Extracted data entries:
——————
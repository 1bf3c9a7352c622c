//! Infrastructure layer: HTTP, session storage, configuration and the
//! command runtime.

pub mod api;
pub mod config;
pub mod dispatch;
pub mod logging;
pub mod session_store;

pub use api::*;
pub use config::*;
pub use dispatch::*;
pub use session_store::*;
//! Executes commands emitted by the application layer.
//!
//! Network requests run as spawned tasks on the current runtime and report
//! back through an unbounded channel; they are never cancelled. Session
//! persistence happens inline.

use std::sync::Arc;
use tokio::sync::mpsc::{self, UnboundedReceiver, UnboundedSender};
use tracing::{debug, warn};

use crate::application::{App, Command, Notification, Outcome};
use crate::infrastructure::api::FastorApi;
use crate::infrastructure::session_store::SessionStore;

pub struct Dispatcher {
    api: Arc<dyn FastorApi>,
    store: SessionStore,
    outcomes: UnboundedSender<Outcome>,
}

impl Dispatcher {
    pub fn new(api: Arc<dyn FastorApi>, store: SessionStore) -> (Self, UnboundedReceiver<Outcome>) {
        let (outcomes, receiver) = mpsc::unbounded_channel();
        (
            Self {
                api,
                store,
                outcomes,
            },
            receiver,
        )
    }

    /// Lets the app handle what it can, then runs the remaining effects.
    ///
    /// Network requests are spawned on the current runtime, so this must be
    /// called from inside one. Commands that `app` already applied may be
    /// passed again; applying them twice has no further effect.
    ///
    /// # Arguments
    ///
    /// * `app` - State to update; also receives failures as notifications
    /// * `commands` - Output of an `App` or `VerificationFlow` operation
    pub fn dispatch(&self, app: &mut App, commands: Vec<Command>) {
        for effect in app.apply(commands) {
            self.execute(app, effect);
        }
    }

    fn execute(&self, app: &mut App, command: Command) {
        match command {
            Command::Register { phone } => {
                let api = Arc::clone(&self.api);
                self.spawn(async move { Outcome::Registered(api.register(&phone).await) });
            }
            Command::Verify {
                phone,
                otp,
                endpoint,
            } => {
                let api = Arc::clone(&self.api);
                self.spawn(async move { Outcome::Verified(api.verify(&phone, &otp, endpoint).await) });
            }
            Command::Resend { phone } => {
                let api = Arc::clone(&self.api);
                self.spawn(async move { Outcome::Resent(api.resend(&phone).await) });
            }
            Command::FetchRestaurants { token } => {
                let api = Arc::clone(&self.api);
                self.spawn(async move {
                    Outcome::Restaurants(api.restaurants(token.as_deref()).await)
                });
            }
            Command::PersistSession(session) => {
                if let Err(e) = self.store.save(&session) {
                    warn!(error = %e, "could not persist session");
                    app.notify(Notification::error(format!("Could not save session: {}", e)));
                }
            }
            Command::ClearSession => {
                if let Err(e) = self.store.clear() {
                    warn!(error = %e, "could not remove session");
                }
            }
            Command::Navigate(_) | Command::Notify(_) => {
                debug!(?command, "already handled by the app");
            }
        }
    }

    fn spawn<F>(&self, request: F)
    where
        F: std::future::Future<Output = Outcome> + Send + 'static,
    {
        let outcomes = self.outcomes.clone();
        tokio::spawn(async move {
            let outcome = request.await;
            if outcomes.send(outcome).is_err() {
                debug!("outcome dropped, receiver closed");
            }
        });
    }
}
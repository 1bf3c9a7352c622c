//! Application layer: screen state machines and the commands they emit.
//!
//! Nothing in here performs I/O. The runtime in `infrastructure::dispatch`
//! executes the commands and feeds outcomes back in.

pub mod commands;
pub mod home;
pub mod notifications;
pub mod state;
pub mod verification;

pub use commands::*;
pub use home::*;
pub use notifications::*;
pub use state::*;
pub use verification::*;
#[cfg(test)]
mod tests {
    use super::*;
    use alloc::boxed::Box;
    use alloc::vec::Vec;
    use moveit::moveit;

    #[derive(LkList)]
    enum MyList {}

    #[derive(Default, LkListElement)]
    #[repr(C)]
    struct MyElement {
        value: i32,
        entry: LkListEntry<Self, MyList>,
    }

    impl MyElement {
        fn new(value: i32) -> Self {
            Self {
                value,
                ..Default::default()
            }
        }
    }

    fn boxed_elements(values: &[i32]) -> Vec<Box<MyElement>> {
        values.iter().map(|&value| Box::new(MyElement::new(value))).collect()
    }

    fn collect_values(list: Pin<&LkListHead<MyElement, MyList>>) -> Vec<i32> {
        unsafe { list.iter().map(|element| element.value).collect() }
    }

    fn entry_ptr(element: &MyElement) -> *mut LkListEntry<MyElement, MyList> {
        &element.entry as *const LkListEntry<MyElement, MyList> as *mut _
    }

    #[test]
    fn test_push_order() {
        let mut elements = boxed_elements(&[0, 1, 2, 3]);
        moveit! {
            let mut stack = LkListHead::<MyElement, MyList>::new();
            let mut queue = LkListHead::<MyElement, MyList>::new();
        }

        unsafe {
            for element in &mut elements {
                stack.as_mut().push_front(element);
            }
        }

        // Front-insertion traverses in reverse insertion order.
        assert_eq!(collect_values(stack.as_ref()), [3, 2, 1, 0]);
        assert_eq!(
            unsafe { stack.as_ref().iter().rev().map(|e| e.value).collect::<Vec<_>>() },
            [0, 1, 2, 3]
        );

        unsafe {
            stack.as_mut().clear();

            for element in &mut elements {
                queue.as_mut().push_back(element);
            }
        }

        // Tail-insertion traverses in insertion order.
        assert_eq!(collect_values(queue.as_ref()), [0, 1, 2, 3]);
    }

    #[test]
    fn test_is_empty_transitions() {
        let mut element = Box::new(MyElement::new(0));
        moveit! {
            let mut list = LkListHead::<MyElement, MyList>::new();
        }

        assert!(list.as_ref().is_empty());

        unsafe {
            list.as_mut().push_front(&mut element);
            assert!(!list.as_ref().is_empty());
            assert_eq!(list.as_ref().len(), 1);

            list.as_mut().unlink(&mut element);
            assert!(list.as_ref().is_empty());
            assert_eq!(list.as_ref().len(), 0);
        }
    }

    #[test]
    fn test_unlink_poisons_entry() {
        let mut elements = boxed_elements(&[0, 1, 2]);
        moveit! {
            let mut list = LkListHead::<MyElement, MyList>::new();
        }

        unsafe {
            for element in &mut elements {
                list.as_mut().push_back(element);
            }

            assert!(elements[1].entry.is_linked());
            list.as_mut().unlink(&mut elements[1]);
        }

        assert_eq!(collect_values(list.as_ref()), [0, 2]);
        assert!(elements[1].entry.next.is_null());
        assert!(elements[1].entry.prev.is_null());
        assert!(!elements[1].entry.is_linked());
    }

    #[test]
    fn test_unlink_init_detaches_empty() {
        let mut elements = boxed_elements(&[0, 1, 2]);
        moveit! {
            let mut list = LkListHead::<MyElement, MyList>::new();
        }

        unsafe {
            for element in &mut elements {
                list.as_mut().push_back(element);
            }

            list.as_mut().unlink_init(&mut elements[1]);
        }

        assert_eq!(collect_values(list.as_ref()), [0, 2]);

        // The detached entry is a ring of size one and immediately reusable.
        assert_eq!(elements[1].entry.next, entry_ptr(&elements[1]));
        assert_eq!(elements[1].entry.prev, entry_ptr(&elements[1]));
        assert!(!elements[1].entry.is_linked());

        unsafe {
            list.as_mut().push_front(&mut elements[1]);
        }
        assert_eq!(collect_values(list.as_ref()), [1, 0, 2]);
    }

    #[test]
    fn test_unlink_reinsert_round_trip() {
        let mut elements = boxed_elements(&[0, 1, 2]);
        moveit! {
            let mut list = LkListHead::<MyElement, MyList>::new();
        }

        unsafe {
            for element in &mut elements {
                list.as_mut().push_back(element);
            }

            list.as_mut().unlink_init(&mut elements[1]);

            let (anchors, detached) = elements.split_at_mut(1);
            list.as_mut().insert_after(&mut anchors[0], &mut detached[0]);
        }

        assert_eq!(collect_values(list.as_ref()), [0, 1, 2]);
    }

    #[test]
    fn test_insert_relative_to_anchor() {
        let mut elements = boxed_elements(&[10, 20, 30]);
        moveit! {
            let mut list = LkListHead::<MyElement, MyList>::new();
        }

        unsafe {
            list.as_mut().push_back(&mut elements[0]);
            list.as_mut().push_back(&mut elements[2]);

            let (anchors, rest) = elements.split_at_mut(1);
            list.as_mut().insert_after(&mut anchors[0], &mut rest[0]);
        }

        assert_eq!(collect_values(list.as_ref()), [10, 20, 30]);

        let mut five = Box::new(MyElement::new(5));
        unsafe {
            list.as_mut().insert_before(&mut elements[0], &mut five);
        }

        assert_eq!(collect_values(list.as_ref()), [5, 10, 20, 30]);
    }

    #[test]
    fn test_move_within_list() {
        let mut elements = boxed_elements(&[0, 1, 2]);
        moveit! {
            let mut list = LkListHead::<MyElement, MyList>::new();
        }

        unsafe {
            for element in &mut elements {
                list.as_mut().push_back(element);
            }

            list.as_mut().move_to_front(&mut elements[2]);
            assert_eq!(collect_values(list.as_ref()), [2, 0, 1]);

            list.as_mut().move_to_back(&mut elements[0]);
            assert_eq!(collect_values(list.as_ref()), [2, 1, 0]);
        }
    }

    #[test]
    fn test_move_between_lists() {
        let mut element = Box::new(MyElement::new(42));
        moveit! {
            let mut list1 = LkListHead::<MyElement, MyList>::new();
            let mut list2 = LkListHead::<MyElement, MyList>::new();
        }

        unsafe {
            list1.as_mut().push_back(&mut element);
            list2.as_mut().move_to_front(&mut element);
        }

        assert!(list1.as_ref().is_empty());
        assert_eq!(collect_values(list2.as_ref()), [42]);
    }

    #[test]
    fn test_splice() {
        let mut a_elements = boxed_elements(&[1, 2, 3]);
        let mut b_elements = boxed_elements(&[4, 5]);
        moveit! {
            let mut a = LkListHead::<MyElement, MyList>::new();
            let mut b = LkListHead::<MyElement, MyList>::new();
        }

        unsafe {
            for element in &mut a_elements {
                a.as_mut().push_back(element);
            }
            for element in &mut b_elements {
                b.as_mut().push_back(element);
            }

            a.as_mut().splice(b.as_mut());
        }

        assert_eq!(collect_values(a.as_ref()), [4, 5, 1, 2, 3]);

        // The source head keeps stale links and must be reset before reuse.
        b.as_mut().clear();
        assert!(b.as_ref().is_empty());
    }

    #[test]
    fn test_splice_empty_source_is_noop() {
        let mut element = Box::new(MyElement::new(1));
        moveit! {
            let mut a = LkListHead::<MyElement, MyList>::new();
            let mut b = LkListHead::<MyElement, MyList>::new();
        }

        unsafe {
            a.as_mut().push_back(&mut element);
        }

        let old_first = a.next;
        unsafe {
            a.as_mut().splice(b.as_mut());
            a.as_mut().splice_tail(b.as_mut());
        }

        assert_eq!(a.next, old_first);
        assert_eq!(collect_values(a.as_ref()), [1]);
    }

    #[test]
    fn test_splice_init() {
        let mut a_elements = boxed_elements(&[1, 2, 3]);
        let mut b_elements = boxed_elements(&[4, 5]);
        moveit! {
            let mut a = LkListHead::<MyElement, MyList>::new();
            let mut b = LkListHead::<MyElement, MyList>::new();
        }

        unsafe {
            for element in &mut a_elements {
                a.as_mut().push_back(element);
            }
            for element in &mut b_elements {
                b.as_mut().push_back(element);
            }

            a.as_mut().splice_init(b.as_mut());
        }

        assert_eq!(collect_values(a.as_ref()), [4, 5, 1, 2, 3]);
        assert!(b.as_ref().is_empty());
    }

    #[test]
    fn test_splice_tail_init() {
        let mut a_elements = boxed_elements(&[1, 2, 3]);
        let mut b_elements = boxed_elements(&[4, 5]);
        moveit! {
            let mut a = LkListHead::<MyElement, MyList>::new();
            let mut b = LkListHead::<MyElement, MyList>::new();
        }

        unsafe {
            for element in &mut a_elements {
                a.as_mut().push_back(element);
            }
            for element in &mut b_elements {
                b.as_mut().push_back(element);
            }

            a.as_mut().splice_tail_init(b.as_mut());
        }

        assert_eq!(collect_values(a.as_ref()), [1, 2, 3, 4, 5]);
        assert!(b.as_ref().is_empty());
    }

    #[test]
    fn test_retain_every_third() {
        let mut elements = boxed_elements(&[0, 1, 2, 3, 4, 5, 6, 7, 8]);
        moveit! {
            let mut list = LkListHead::<MyElement, MyList>::new();
        }

        unsafe {
            for element in &mut elements {
                list.as_mut().push_back(element);
            }

            list.as_mut().retain(|element| element.value % 3 != 0);
        }

        assert_eq!(collect_values(list.as_ref()), [1, 2, 4, 5, 7, 8]);
        assert_eq!(unsafe { list.as_ref().len() }, 6);

        // Rejected elements end up in the detached-empty state.
        assert_eq!(elements[0].entry.next, entry_ptr(&elements[0]));
        assert!(!elements[0].entry.is_linked());
    }

    #[test]
    fn test_front_back_pop() {
        let mut elements = boxed_elements(&[0, 1, 2]);
        moveit! {
            let mut list = LkListHead::<MyElement, MyList>::new();
        }

        unsafe {
            for element in &mut elements {
                list.as_mut().push_back(element);
            }

            assert_eq!(list.as_ref().front().unwrap().value, 0);
            assert_eq!(list.as_ref().back().unwrap().value, 2);
            assert_eq!(list.as_mut().front_mut().unwrap().value, 0);
            assert_eq!(list.as_mut().back_mut().unwrap().value, 2);

            assert_eq!(list.as_mut().pop_front().unwrap().value, 0);
            assert_eq!(list.as_mut().pop_back().unwrap().value, 2);
        }

        assert_eq!(collect_values(list.as_ref()), [1]);

        // Popped entries carry the removed marking.
        assert!(elements[0].entry.next.is_null());
        assert!(elements[2].entry.next.is_null());

        unsafe {
            assert_eq!(list.as_mut().pop_front().unwrap().value, 1);
            assert!(list.as_mut().pop_front().is_none());
            assert!(list.as_mut().pop_back().is_none());
        }
    }
}
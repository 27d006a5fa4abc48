// Copyright 2023 Colin Finck <colin@reactos.org>
// SPDX-License-Identifier: MIT OR Apache-2.0

#![no_std]

#[cfg(feature = "alloc")]
extern crate alloc;

// Required for deriving our traits when testing.
#[cfg(test)]
extern crate self as lk_list;

pub mod list;
mod private;
mod traits;

pub use traits::*;
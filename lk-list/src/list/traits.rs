// Copyright 2023 Colin Finck <colin@reactos.org>
// SPDX-License-Identifier: MIT OR Apache-2.0

use crate::private::Sealed;
use crate::traits::LkListType;

/// Designates a list as a circular doubly linked list (`struct list_head` of the Linux kernel).
///
/// You usually want to use `#[derive(LkList)]` to implement [`LkTypedList`] with type set to `LkList`.
///
/// [`LkTypedList`]: crate::traits::LkTypedList
pub enum LkList {}

/// Circular doubly linked list type (`struct list_head` of the Linux kernel)
impl LkListType for LkList {}
impl Sealed for LkList {}

/// Designates an empty enum as a circular doubly linked list.
///
/// Technically, this macro implements [`LkTypedList`] with type set to [`enum@LkList`].
///
/// [`LkTypedList`]: crate::traits::LkTypedList
pub use lk_list_macros::LkList;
——————
§ **What is being asked**: Above are the records; report each line in them that includes the word "anchors".

§ **Problem solution**:
            let (anchors, detached) = elements.split_at_mut(1);
            list.as_mut().insert_after(&mut anchors[0], &mut detached[0]);
            let (anchors, rest) = elements.split_at_mut(1);
            list.as_mut().insert_after(&mut anchors[0], &mut rest[0]);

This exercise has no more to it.